_Exercise description_. Repeat verbatim the lines of the data below, beginning with the line containing "a scripted fake." and continuing to the end.

_Source data_.
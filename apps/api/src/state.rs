use std::sync::Arc;

use crate::config::Config;
use crate::screening::backend::ScoringBackend;
use crate::screening::store::ScreeningStore;

/// Shared application state injected into all route handlers via Axum extractors.
#[derive(Clone)]
pub struct AppState {
    /// Scoring backend. Default: `LlmClient`; tests swap in a scripted fake.
    pub scorer: Arc<dyn ScoringBackend>,
    /// Persistence collaborator. Default: `SqlScreeningStore` (Postgres + S3).
    pub store: Arc<dyn ScreeningStore>,
    pub config: Config,
}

_Answer for this exercise_.
    /// Scoring backend. Default: `LlmClient`; tests swap in a scripted fake.
    pub scorer: Arc<dyn ScoringBackend>,
    /// Persistence collaborator. Default: `SqlScreeningStore` (Postgres + S3).
    pub store: Arc<dyn ScreeningStore>,
    pub config: Config,
}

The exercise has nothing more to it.